We should never have been in Vietnam, supporting a corrupt regime, but the past is past. Unfortunately, our political leaders are incapable of learning from experience and seem compelled to repeat the same old mistakes. “Pax Americana” could not last as surely as “the war to end all wars” failed to fulfill its promise. Perhaps William Faulkner had the last word when he wrote that “History does not repeat itself but it rhymes.”
I sincerely want to thank you for sharing your experiences and reflections on what has usually been the fate of men (and now women) in war since time immemorial. I am no unthinking pacifist who wants to beat every sword into a plowshare. War will always be with us and we must be and remain prepared for the inevitable conflicts to come. I just pray for more wisdom on the part of our leaders in deciding when and where and why to initiate and control the forces of destruction that they are capable of unleasing.
Dear Mr. Caupto,
Today, I just finished reading your autobiographical novel”A Rumor of War. It’s very shocking.
You wrote frankly, making me feel like I was at the scene of the war.
My father is the same year as you.
Please accept the blessing of your younger generation from China. I wish you keep healthy and I will continue to read your works.thank you!
Regards.
Lin Hai
2022 May 3rd
Thanks for your comments. Yours is the first reply I’ve received from China.
I am very happy to read your thoughts again and hope all is well with you.
Timothy Snyder is writing, and re-releasing, a great much on this and has an elucidating much to say. I took down and re-read his THE ROAD TO UNFREEDOM when all this broke out, and may do the same with BLOODLANDS and BLACK EARTH.
People don’t get ideas, ideas get people, and when an idea takes possession, a whole new moral universe comes along with it: what was wrong becomes right.
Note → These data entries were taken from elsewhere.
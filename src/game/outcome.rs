use super::Move;
use crate::Utility;

/// Result of one move pair, from the perspective of the first move.
#[derive(Debug, Clone, Copy, Hash, PartialEq, Eq, serde::Serialize)]
pub enum Outcome {
    Win,
    Tie,
    Loss,
}

impl Outcome {
    /// Win if `a` beats `b`, Tie if equal, Loss otherwise.
    pub fn of(a: Move, b: Move) -> Self {
        match (a == b.beater(), a == b) {
            (true, _) => Outcome::Win,
            (_, true) => Outcome::Tie,
            _ => Outcome::Loss,
        }
    }
    /// The same round seen from the other side.
    pub fn flip(self) -> Self {
        match self {
            Outcome::Win => Outcome::Loss,
            Outcome::Tie => Outcome::Tie,
            Outcome::Loss => Outcome::Win,
        }
    }
    /// +1, 0, -1
    pub fn reward(self) -> Utility {
        match self {
            Outcome::Win => 1.,
            Outcome::Tie => 0.,
            Outcome::Loss => -1.,
        }
    }
}

impl From<(Move, Move)> for Outcome {
    fn from((a, b): (Move, Move)) -> Self {
        Self::of(a, b)
    }
}

impl From<Outcome> for i8 {
    fn from(outcome: Outcome) -> i8 {
        match outcome {
            Outcome::Win => 1,
            Outcome::Tie => 0,
            Outcome::Loss => -1,
        }
    }
}

impl std::fmt::Display for Outcome {
    fn fmt(&self, f: &mut std::fmt::Formatter) -> std::fmt::Result {
        f.pad(match self {
            Outcome::Win => "Win",
            Outcome::Tie => "Tie",
            Outcome::Loss => "Loss",
        })
    }
}

#[cfg(test)]
mod tests {
    use super::*;

    #[test]
    fn antisymmetric() {
        for a in Move::all() {
            for b in Move::all() {
                assert!(i8::from(Outcome::of(a, b)) == -i8::from(Outcome::of(b, a)));
                assert!(Outcome::of(a, b) == Outcome::of(b, a).flip());
            }
        }
    }

    #[test]
    fn reflexive_tie() {
        assert!(Move::all().into_iter().all(|m| Outcome::of(m, m) == Outcome::Tie));
    }

    #[test]
    fn cyclic_table() {
        assert!(Outcome::of(Move::Paper, Move::Rock) == Outcome::Win);
        assert!(Outcome::of(Move::Scissors, Move::Paper) == Outcome::Win);
        assert!(Outcome::of(Move::Rock, Move::Scissors) == Outcome::Win);
        assert!(Outcome::of(Move::Rock, Move::Paper) == Outcome::Loss);
        assert!(Outcome::of(Move::Scissors, Move::Rock) == Outcome::Loss);
    }

    #[test]
    fn rewards() {
        assert!(Outcome::Win.reward() == 1.);
        assert!(Outcome::Tie.reward() == 0.);
        assert!(Outcome::Loss.reward() == -1.);
    }
}
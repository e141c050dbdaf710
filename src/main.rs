use clap::Parser;
use roshambo::cli::Args;

fn main() -> anyhow::Result<()> {
    Args::parse().run()
}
In the early years of Putin, he often expressed the idea that Russia was European, and that a European Union as an integration of dynamic democracies, buttressed by rule of law, common defense and currency, with reliable constitutional means for peaceful transition of governments, was the right idea.
A hundred books are being written as we speak of how he became possessed of the idea that Russia was this great Christian-mystic Eurasian “Unity”, victimized by the West, whose right destiny it was to subsume Europe within autocratic tyranny, justifying conquest and child murder. Thus is European order destroyed.
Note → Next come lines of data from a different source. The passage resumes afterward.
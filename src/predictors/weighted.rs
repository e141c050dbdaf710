use super::*;
use crate::game::Move;
use rand::distr::weighted::WeightedIndex;
use rand::prelude::*;
use rand::rngs::SmallRng;

/// Throws a move sampled in proportion to the opponent's decayed move
/// frequencies. A stochastic mirror of the opponent's habits rather than
/// an argmax counter.
#[derive(Debug)]
pub struct WeightedFrequentist {
    score: Score,
    moves: Frequency,
    rng: SmallRng,
}

impl From<SmallRng> for WeightedFrequentist {
    fn from(rng: SmallRng) -> Self {
        Self {
            score: Score::default(),
            moves: Frequency::default(),
            rng,
        }
    }
}

impl Default for WeightedFrequentist {
    fn default() -> Self {
        Self::from(entropy())
    }
}

impl WeightedFrequentist {
    /// Uniform fallback when the weights cannot form a distribution,
    /// e.g. before the first observation.
    fn sample(&mut self) -> Move {
        match WeightedIndex::new(self.moves.weights()) {
            Ok(dist) => Move::from(dist.sample(&mut self.rng) as u8),
            Err(e) => {
                if !self.moves.is_empty() {
                    log::warn!("degenerate move weights {:?}: {}", self.moves.weights(), e);
                }
                Move::roll(&mut self.rng)
            }
        }
    }
}

impl Predictor for WeightedFrequentist {
    fn name(&self) -> &'static str {
        "Weighted Frequentist"
    }
    fn score(&self) -> &Score {
        &self.score
    }
    fn score_mut(&mut self) -> &mut Score {
        &mut self.score
    }
    fn get_move(&mut self) -> Move {
        self.sample()
    }
    fn observe(&mut self, _: Move, opponent: Move) {
        self.moves.observe(opponent);
    }
}

#[cfg(test)]
mod tests {
    use super::*;

    #[test]
    fn single_observed_move_is_certain() {
        let mut p = WeightedFrequentist::default();
        p.record(Move::Rock, Move::Scissors);
        assert!((0..64).all(|_| p.get_move() == Move::Scissors));
    }

    #[test]
    fn never_samples_unseen_moves() {
        let mut p = WeightedFrequentist::from(SmallRng::seed_from_u64(11));
        p.record(Move::Rock, Move::Rock);
        p.record(Move::Rock, Move::Paper);
        let draws = (0..256).map(|_| p.get_move()).collect::<Vec<_>>();
        assert!(draws.iter().all(|m| *m != Move::Scissors));
        assert!(draws.iter().any(|m| *m == Move::Rock));
        assert!(draws.iter().any(|m| *m == Move::Paper));
    }

    #[test]
    fn cold_start_is_uniform() {
        let mut p = WeightedFrequentist::from(SmallRng::seed_from_u64(5));
        let mut seen = [false; 3];
        (0..128).for_each(|_| seen[usize::from(p.get_move())] = true);
        assert!(seen.iter().all(|&s| s));
    }
}
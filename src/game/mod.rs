//! Move symbols and the cyclic dominance rule between them.
mod moves;
mod outcome;

pub use moves::*;
pub use outcome::*;
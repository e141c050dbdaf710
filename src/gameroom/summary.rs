use super::*;
use crate::Utility;
use crate::ensemble::Arbitrator;
use crate::predictors::Predictor;

/// End-of-match report.
#[derive(Debug, Clone, PartialEq, serde::Serialize)]
pub struct Summary {
    pub opponent: String,
    pub rounds: usize,
    pub tally: Tally,
    pub ensemble: Utility,
    pub standings: Vec<Standing>,
}

#[derive(Debug, Clone, PartialEq, serde::Serialize)]
pub struct Standing {
    pub name: &'static str,
    pub score: Utility,
}

impl From<(String, &Tally, &Arbitrator)> for Summary {
    fn from((opponent, tally, ai): (String, &Tally, &Arbitrator)) -> Self {
        Self {
            opponent,
            rounds: tally.rounds(),
            tally: *tally,
            ensemble: ai.score().value(),
            standings: ai
                .standings()
                .map(|(name, score)| Standing { name, score })
                .collect(),
        }
    }
}

impl std::fmt::Display for Summary {
    fn fmt(&self, f: &mut std::fmt::Formatter) -> std::fmt::Result {
        writeln!(f, "{} rounds against {}", self.rounds, self.opponent)?;
        writeln!(f, "{}", self.tally)?;
        writeln!(f, "{:<40}{:>+8.3}", "Ensemble", self.ensemble)?;
        for Standing { name, score } in self.standings.iter() {
            writeln!(f, "  {:<38}{:>+8.3}", name, score)?;
        }
        Ok(())
    }
}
Yet, Putin has given the US the greatest gift imaginable by giving it policy hegemony over Europe once more and opening the flow of arms into Europe. The accelerated expansion of NATO, Clinton’s war in Serbia in contravention of UN policy, the illegal invasion of Iraq: history will have a long look at all this.
The only two outcomes can be a negotiated settlement, or one party destroying the other, and Russia will not be destroyed by Ukraine.
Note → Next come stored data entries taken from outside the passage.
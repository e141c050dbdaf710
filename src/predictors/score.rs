use crate::DECAY;
use crate::Utility;
use crate::game::Outcome;

/// Exponentially decayed running reward.
///
/// Each observation multiplies the value by [`DECAY`] and then adds the
/// round's reward, so the score approximates a recency-weighted win rate
/// bounded by `±1 / (1 - DECAY)`. `rounds` counts observations and is never
/// decayed.
#[derive(Debug, Default, Clone, Copy, PartialEq)]
pub struct Score {
    value: Utility,
    rounds: usize,
}

impl Score {
    pub fn value(&self) -> Utility {
        self.value
    }
    pub fn rounds(&self) -> usize {
        self.rounds
    }
    /// Decay, then accumulate.
    pub fn update(&mut self, outcome: Outcome) {
        self.value = self.value * DECAY + outcome.reward();
        self.rounds += 1;
    }
}

/// Force a value, keeping the observation count at zero.
impl From<Utility> for Score {
    fn from(value: Utility) -> Self {
        Self { value, rounds: 0 }
    }
}

impl std::fmt::Display for Score {
    fn fmt(&self, f: &mut std::fmt::Formatter) -> std::fmt::Result {
        write!(f, "{:>+8.3}", self.value)
    }
}
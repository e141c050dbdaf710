use super::*;
use crate::game::Move;
use rand::rngs::SmallRng;

/// Extrapolates the opponent's last rotation.
///
/// If the opponent went Rock -> Paper, they stepped forward by one and
/// are expected to step forward again to Scissors; a repeat is a rotation
/// of zero. Needs two observations; with one it degrades to beating the
/// last move.
#[derive(Debug)]
pub struct AntiRotation {
    score: Score,
    prior: Option<Move>,
    last: Option<Move>,
    rng: SmallRng,
}

impl From<SmallRng> for AntiRotation {
    fn from(rng: SmallRng) -> Self {
        Self {
            score: Score::default(),
            prior: None,
            last: None,
            rng,
        }
    }
}

impl Default for AntiRotation {
    fn default() -> Self {
        Self::from(entropy())
    }
}

impl Predictor for AntiRotation {
    fn name(&self) -> &'static str {
        "Anti-Rotation"
    }
    fn score(&self) -> &Score {
        &self.score
    }
    fn score_mut(&mut self) -> &mut Score {
        &mut self.score
    }
    fn get_move(&mut self) -> Move {
        match (self.prior, self.last) {
            (Some(prior), Some(last)) => last.shift(last.delta(prior)).beater(),
            (None, Some(last)) => last.beater(),
            (_, None) => Move::roll(&mut self.rng),
        }
    }
    fn observe(&mut self, _: Move, opponent: Move) {
        self.prior = self.last;
        self.last = Some(opponent);
    }
}
//! Match orchestration: the room, its rounds, and the running tally.
mod opponent;
mod room;
mod round;
mod summary;
mod tally;

pub use opponent::*;
pub use room::*;
pub use round::*;
pub use summary::*;
pub use tally::*;
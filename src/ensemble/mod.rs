//! Arbitration over the predictor roster.
mod arbitrator;

pub use arbitrator::*;
//! Opponent implementations for the game room.
//!
//! Concrete types implementing the [`Opponent`] trait from [`crate::gameroom`],
//! providing different ways to challenge the ensemble.
//!
//! ## Implementations
//!
//! - [`Fish`] — Uniform random player for testing and simulation
//! - [`Pattern`] — Scripted player cycling a fixed sequence
//! - [`Bot`] — Any [`Predictor`] playing from the other side
//! - [`Human`] — Interactive player at the terminal (requires `cli` feature)
//!
//! [`Opponent`]: crate::gameroom::Opponent
//! [`Predictor`]: crate::predictors::Predictor
mod bot;
mod fish;
#[cfg(feature = "cli")]
mod human;
mod pattern;

pub use bot::*;
pub use fish::*;
#[cfg(feature = "cli")]
pub use human::*;
pub use pattern::*;
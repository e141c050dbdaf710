use super::*;
use crate::game::Move;
use rand::rngs::SmallRng;

/// Throws the move that loses to the opponent's last move. Catches players
/// who expect to be countered and counter the counter.
#[derive(Debug)]
pub struct LoseToLastMove {
    score: Score,
    last: Option<Move>,
    rng: SmallRng,
}

impl From<SmallRng> for LoseToLastMove {
    fn from(rng: SmallRng) -> Self {
        Self {
            score: Score::default(),
            last: None,
            rng,
        }
    }
}

impl Default for LoseToLastMove {
    fn default() -> Self {
        Self::from(entropy())
    }
}

impl Predictor for LoseToLastMove {
    fn name(&self) -> &'static str {
        "Lose to Last Move"
    }
    fn score(&self) -> &Score {
        &self.score
    }
    fn score_mut(&mut self) -> &mut Score {
        &mut self.score
    }
    fn get_move(&mut self) -> Move {
        match self.last {
            Some(last) => last.loser(),
            None => Move::roll(&mut self.rng),
        }
    }
    fn observe(&mut self, _: Move, opponent: Move) {
        self.last = Some(opponent);
    }
}

#[cfg(test)]
mod tests {
    use super::*;

    #[test]
    fn returns_move_beaten_by_last() {
        let mut p = LoseToLastMove::default();
        p.record(Move::Paper, Move::Rock);
        assert!(p.get_move() == Move::Scissors);
        p.record(Move::Paper, Move::Scissors);
        assert!(p.get_move() == Move::Paper);
    }
}
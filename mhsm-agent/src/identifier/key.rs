//! Identifiers for keys stored under one module, in their versioned and
//! versionless shapes.
//!
//! The two shapes are structurally similar and the codec never guesses: the
//! caller chooses which parser to invoke, or uses [`KeyId::parse`] to try the
//! versioned shape first and fall back to the versionless one.

use crate::agent::agent_error::AgentError;
use crate::identifier::endpoint::{parse_data_plane_url, Endpoint};
use std::fmt;
use url::Url;

const KEYS_COLLECTION: &str = "keys";

pub(crate) const VERSIONED_KEY_FORMAT: &str =
    "https://{instance-name}.{domain-suffix}/keys/{key-name}/{key-version}";
pub(crate) const VERSIONLESS_KEY_FORMAT: &str =
    "https://{instance-name}.{domain-suffix}/keys/{key-name}";
const EITHER_KEY_FORMAT: &str =
    "https://{instance-name}.{domain-suffix}/keys/{key-name}/{key-version} or https://{instance-name}.{domain-suffix}/keys/{key-name}";

/// The address of one specific version of a key.
#[derive(Debug, Clone, PartialEq, Eq, Hash)]
pub struct VersionedKeyId {
    /// The module the key lives on.
    pub endpoint: Endpoint,
    /// The key name.
    pub name: String,
    /// The key version. Never empty.
    pub version: String,
}

impl VersionedKeyId {
    /// Assembles an identifier from already-validated components.
    pub fn new(
        endpoint: Endpoint,
        name: impl Into<String>,
        version: impl Into<String>,
    ) -> Self {
        Self {
            endpoint,
            name: name.into(),
            version: version.into(),
        }
    }

    /// Strict parse: exact-case literals, exactly three path segments, no
    /// empty or whitespace segments. A missing version is rejected here;
    /// use [`VersionlessKeyId::parse`] for the version-free shape.
    pub fn parse(raw: &str, expected_suffix: Option<&str>) -> Result<Self, AgentError> {
        let url = parse_data_plane_url(raw)?;
        let endpoint = Endpoint::from_url(&url, raw, expected_suffix)?;
        let segments = key_path_segments(&url, raw, VERSIONED_KEY_FORMAT)?;
        match segments.as_slice() {
            [collection, name, version] if *collection == KEYS_COLLECTION => {
                Ok(Self::new(endpoint, *name, *version))
            }
            _ => Err(AgentError::SchemaMismatch {
                raw: raw.to_string(),
                expected: VERSIONED_KEY_FORMAT,
            }),
        }
    }
}

impl fmt::Display for VersionedKeyId {
    fn fmt(&self, f: &mut fmt::Formatter<'_>) -> fmt::Result {
        write!(
            f,
            "https://{}/keys/{}/{}",
            self.endpoint, self.name, self.version
        )
    }
}

/// The address of a key as a whole, with no version pinned.
#[derive(Debug, Clone, PartialEq, Eq, Hash)]
pub struct VersionlessKeyId {
    /// The module the key lives on.
    pub endpoint: Endpoint,
    /// The key name.
    pub name: String,
}

impl VersionlessKeyId {
    /// Assembles an identifier from already-validated components.
    pub fn new(endpoint: Endpoint, name: impl Into<String>) -> Self {
        Self {
            endpoint,
            name: name.into(),
        }
    }

    /// Strict parse: exactly one path segment after the `keys` literal.
    pub fn parse(raw: &str, expected_suffix: Option<&str>) -> Result<Self, AgentError> {
        let url = parse_data_plane_url(raw)?;
        let endpoint = Endpoint::from_url(&url, raw, expected_suffix)?;
        let segments = key_path_segments(&url, raw, VERSIONLESS_KEY_FORMAT)?;
        match segments.as_slice() {
            [collection, name] if *collection == KEYS_COLLECTION => {
                Ok(Self::new(endpoint, *name))
            }
            _ => Err(AgentError::SchemaMismatch {
                raw: raw.to_string(),
                expected: VERSIONLESS_KEY_FORMAT,
            }),
        }
    }
}

impl fmt::Display for VersionlessKeyId {
    fn fmt(&self, f: &mut fmt::Formatter<'_>) -> fmt::Result {
        write!(f, "https://{}/keys/{}", self.endpoint, self.name)
    }
}

/// A key identifier in either accepted shape.
#[derive(Debug, Clone, PartialEq, Eq, Hash)]
pub enum KeyId {
    /// A key address pinning a specific version.
    Versioned(VersionedKeyId),
    /// A key address with no version.
    Versionless(VersionlessKeyId),
}

impl KeyId {
    /// Discovery parse: attempts the versioned shape first, falls back to the
    /// versionless one, and reports a combined error naming both formats only
    /// when neither matched. Failures before the path shape is examined (bad
    /// scheme, foreign domain) surface unchanged.
    pub fn parse(raw: &str, expected_suffix: Option<&str>) -> Result<Self, AgentError> {
        let versioned_error = match VersionedKeyId::parse(raw, expected_suffix) {
            Ok(id) => return Ok(Self::Versioned(id)),
            Err(e) => e,
        };
        if !matches!(versioned_error, AgentError::SchemaMismatch { .. }) {
            return Err(versioned_error);
        }
        match VersionlessKeyId::parse(raw, expected_suffix) {
            Ok(id) => Ok(Self::Versionless(id)),
            Err(_) => Err(AgentError::SchemaMismatch {
                raw: raw.to_string(),
                expected: EITHER_KEY_FORMAT,
            }),
        }
    }

    /// The module the key lives on.
    pub fn endpoint(&self) -> &Endpoint {
        match self {
            Self::Versioned(id) => &id.endpoint,
            Self::Versionless(id) => &id.endpoint,
        }
    }

    /// The key name.
    pub fn name(&self) -> &str {
        match self {
            Self::Versioned(id) => &id.name,
            Self::Versionless(id) => &id.name,
        }
    }

    /// The key version, when the identifier pins one.
    pub fn version(&self) -> Option<&str> {
        match self {
            Self::Versioned(id) => Some(&id.version),
            Self::Versionless(_) => None,
        }
    }
}

impl fmt::Display for KeyId {
    fn fmt(&self, f: &mut fmt::Formatter<'_>) -> fmt::Result {
        match self {
            Self::Versioned(id) => id.fmt(f),
            Self::Versionless(id) => id.fmt(f),
        }
    }
}

fn key_path_segments<'a>(
    url: &'a Url,
    raw: &str,
    expected: &'static str,
) -> Result<Vec<&'a str>, AgentError> {
    let path = url.path();
    let trimmed = path.strip_prefix('/').unwrap_or(path);
    let segments: Vec<&str> = if trimmed.is_empty() {
        Vec::new()
    } else {
        trimmed.split('/').collect()
    };
    for segment in &segments {
        if segment.trim().is_empty() {
            return Err(AgentError::SchemaMismatch {
                raw: raw.to_string(),
                expected,
            });
        }
    }
    Ok(segments)
}

#[cfg(test)]
mod tests {
    use super::{KeyId, VersionedKeyId, VersionlessKeyId};
    use crate::agent::agent_error::AgentError;
    use crate::identifier::endpoint::Endpoint;

    #[test]
    fn versioned_round_trips_bit_exact() {
        let raw = "https://example.managedhsm.azure.net/keys/abc123/bcd234";
        let id = VersionedKeyId::parse(raw, None).unwrap();
        assert_eq!(id.endpoint.name, "example");
        assert_eq!(id.endpoint.domain_suffix, "managedhsm.azure.net");
        assert_eq!(id.name, "abc123");
        assert_eq!(id.version, "bcd234");
        assert_eq!(id.to_string(), raw);
    }

    #[test]
    fn versioned_requires_version_segment() {
        let error =
            VersionedKeyId::parse("https://h.managedhsm.azure.net/keys/abc123", None).unwrap_err();
        assert!(matches!(
            error,
            AgentError::SchemaMismatch { expected, .. } if expected.contains("{key-version}")
        ));
    }

    #[test]
    fn versioned_rejects_empty_version_segment() {
        let error = VersionedKeyId::parse("https://h.managedhsm.azure.net/keys/abc123/", None)
            .unwrap_err();
        assert!(matches!(error, AgentError::SchemaMismatch { .. }));
    }

    #[test]
    fn versioned_rejects_empty_interior_segment() {
        let error =
            VersionedKeyId::parse("https://h.managedhsm.azure.net/keys//v1", None).unwrap_err();
        assert!(matches!(error, AgentError::SchemaMismatch { .. }));
    }

    #[test]
    fn literals_are_case_sensitive() {
        let error =
            VersionedKeyId::parse("https://h.managedhsm.azure.net/Keys/abc/v1", None).unwrap_err();
        assert!(matches!(error, AgentError::SchemaMismatch { .. }));
    }

    #[test]
    fn versionless_accepts_exactly_one_trailing_segment() {
        let raw = "https://example.managedhsm.azure.net/keys/abc123";
        let id = VersionlessKeyId::parse(raw, None).unwrap();
        assert_eq!(id.name, "abc123");
        assert_eq!(id.to_string(), raw);

        let error = VersionlessKeyId::parse(
            "https://example.managedhsm.azure.net/keys/abc123/bcd234",
            None,
        )
        .unwrap_err();
        assert!(matches!(error, AgentError::SchemaMismatch { .. }));
    }

    #[test]
    fn format_parse_format_is_stable() {
        let cases = [
            ("a", "managedhsm.azure.net", "key1", "77abc"),
            ("my-hsm", "managedhsm.azure.cn", "rotation-key", "0"),
            ("x2", "managedhsm.usgovcloudapi.net", "k", "v"),
        ];
        for (name, suffix, key, version) in cases {
            let id = VersionedKeyId::new(Endpoint::new(name, suffix), key, version);
            let formatted = id.to_string();
            let reparsed = VersionedKeyId::parse(&formatted, Some(suffix)).unwrap();
            assert_eq!(reparsed.to_string(), formatted);
        }
    }

    #[test]
    fn discovery_prefers_versioned_then_falls_back() {
        let versioned =
            KeyId::parse("https://h.managedhsm.azure.net/keys/k/v", None).unwrap();
        assert_eq!(versioned.version(), Some("v"));

        let versionless = KeyId::parse("https://h.managedhsm.azure.net/keys/k", None).unwrap();
        assert_eq!(versionless.version(), None);
        assert_eq!(versionless.name(), "k");
    }

    #[test]
    fn discovery_reports_both_formats_when_neither_matches() {
        let error =
            KeyId::parse("https://h.managedhsm.azure.net/secrets/nope", None).unwrap_err();
        let rendered = format!("{error}");
        assert!(rendered.contains("{key-version}"));
        assert!(rendered.contains(" or "));
    }

    #[test]
    fn discovery_surfaces_early_failures_unchanged() {
        let error = KeyId::parse("http://h.managedhsm.azure.net/keys/k/v", None).unwrap_err();
        assert!(matches!(error, AgentError::MalformedUri { .. }));

        let error = KeyId::parse(
            "https://h.managedhsm.azure.cn/keys/k/v",
            Some("managedhsm.azure.net"),
        )
        .unwrap_err();
        assert!(matches!(error, AgentError::DomainMismatch { .. }));
    }
}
Thank you for you blog. It is an aid to understanding.
Tony — I can’t say how, precisely, Putin became gripped by the idea of a mystical, Christian Russia with a special mission, or destiny, to reign over Europe, but I can say that it is an idea imbued in the Russian soul. It has been for centuries, and is analogous to our own idea of American exceptionalism. Russian exceptionalism — a nation that straddles 11 time-zones, and is as much a part of Asia as it is a part of Europe. We can safely assume that Putin absorbed this world-view, this vision, with his mother’s milk, and was awaiting the right moment, the right conditions to act on it.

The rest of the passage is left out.